Disponible en / Available in: Español
From now on, you can get the documentary film about Cystic Fibrosis “The Salted Kiss”. If you are interested, you should send the request via email to the Respiralia Foundation (fundacio@respiralia.org) and we will send it to you.
The Respiralia Foundation, in coproduction with IB3TV, and with the direction of Borja Calvo, edited this documentary film to make people aware about cystic fibrosis in a easy way. Filmed between 2006 and 2007 in different Spanish and European spots, it was shown for the first time in Palma in 2007, following other cities like Valencia, Madrid, Barcelona, Mahón, Formentera, Castellón and New York.
What is Cystic Fibrosis?
Cystic Fibrosis is a genetic, serious and degenerative disease that to date has no cure.
It mainly affects the respiratory, digestive, reproductive and sweat glands.

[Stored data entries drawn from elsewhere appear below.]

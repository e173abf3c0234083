//! Owner content endpoints: save, upload, publish

use axum::{
    extract::{
        multipart::{MultipartError, MultipartRejection},
        rejection::JsonRejection,
        Multipart, State,
    },
    http::StatusCode,
    Json,
};
use serde::Deserialize;
use serde_json::{json, Value};
use std::sync::Arc;

use super::AppState;
use crate::editor::UploadedFile;
use crate::error::Error;

#[derive(Debug, Deserialize)]
pub struct SaveRequest {
    #[serde(default)]
    slug: String,
    #[serde(default)]
    content: Option<String>,
}

#[derive(Debug, Deserialize)]
pub struct PublishRequest {
    #[serde(default)]
    slug: String,
}

fn bad_json(e: JsonRejection) -> Error {
    Error::InvalidRequest(e.body_text())
}

fn bad_multipart(e: MultipartError) -> Error {
    if e.status() == StatusCode::PAYLOAD_TOO_LARGE {
        Error::PayloadTooLarge
    } else {
        Error::InvalidRequest(e.body_text())
    }
}

/// POST /api/content/save
pub async fn save(
    State(state): State<Arc<AppState>>,
    payload: Result<Json<SaveRequest>, JsonRejection>,
) -> Result<Json<Value>, Error> {
    state.editor.ensure_enabled()?;
    let Json(request) = payload.map_err(bad_json)?;

    state
        .editor
        .save(&request.slug, request.content.as_deref())
        .await?;
    Ok(Json(json!({ "saved": true })))
}

/// POST /api/content/upload (multipart: `slug`, `file`)
pub async fn upload(
    State(state): State<Arc<AppState>>,
    multipart: Result<Multipart, MultipartRejection>,
) -> Result<Json<Value>, Error> {
    state.editor.ensure_enabled()?;
    let mut multipart = multipart.map_err(|e| Error::InvalidRequest(e.body_text()))?;

    let mut slug = String::new();
    let mut file = None;
    while let Some(field) = multipart.next_field().await.map_err(bad_multipart)? {
        let name = field.name().unwrap_or_default().to_string();
        match name.as_str() {
            "slug" => slug = field.text().await.map_err(bad_multipart)?,
            "file" => {
                let file_name = field.file_name().unwrap_or("file").to_string();
                let bytes = field.bytes().await.map_err(bad_multipart)?;
                file = Some(UploadedFile {
                    file_name,
                    bytes: bytes.to_vec(),
                });
            }
            _ => {}
        }
    }

    let url = state
        .editor
        .upload(&slug, file, state.clock.now())
        .await?;
    Ok(Json(json!({ "url": url })))
}

/// POST /api/content/publish
pub async fn publish(
    State(state): State<Arc<AppState>>,
    payload: Result<Json<PublishRequest>, JsonRejection>,
) -> Result<Json<Value>, Error> {
    state.editor.ensure_enabled()?;
    let Json(request) = payload.map_err(bad_json)?;

    state.editor.publish(&request.slug).await?;
    Ok(Json(json!({ "pushed": true })))
}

The treatment for Cystic Fibrosis includes antibiotherapy, a healthy and hypercaloric nutrition and respiratory physiotherapy combined with endurance exercises.
You can see the infographic published by the Cystic Fibrosis Spanish Federation in this link (Spanish version) or see how Dani tells us what this disease is for him in this vídeo (Spanish version).
Currently, more than 2000 mutations are known in the gene that is defective in people with Cystic Fibrosis, although only about 150 mutations are described as causing the disease.
Statistics show that 1 in 5,000 people in Spain has Cystic Fibrosis (1 in 6,400 in the Balearic Islands) and 1 in 35 people is a carrier of a gene that causes the disease (1 in 40 in the Balearic Islands).
In the Balearic Islands there are 76 known diagnosed cases, but statistics speak of between 85 and 90 possible cases.
The awareness project of the Respiralia Foundation aims to raise awareness of this disease in order to discover those cases of people who have Cystic Fibrosis but have not yet been diagnosed.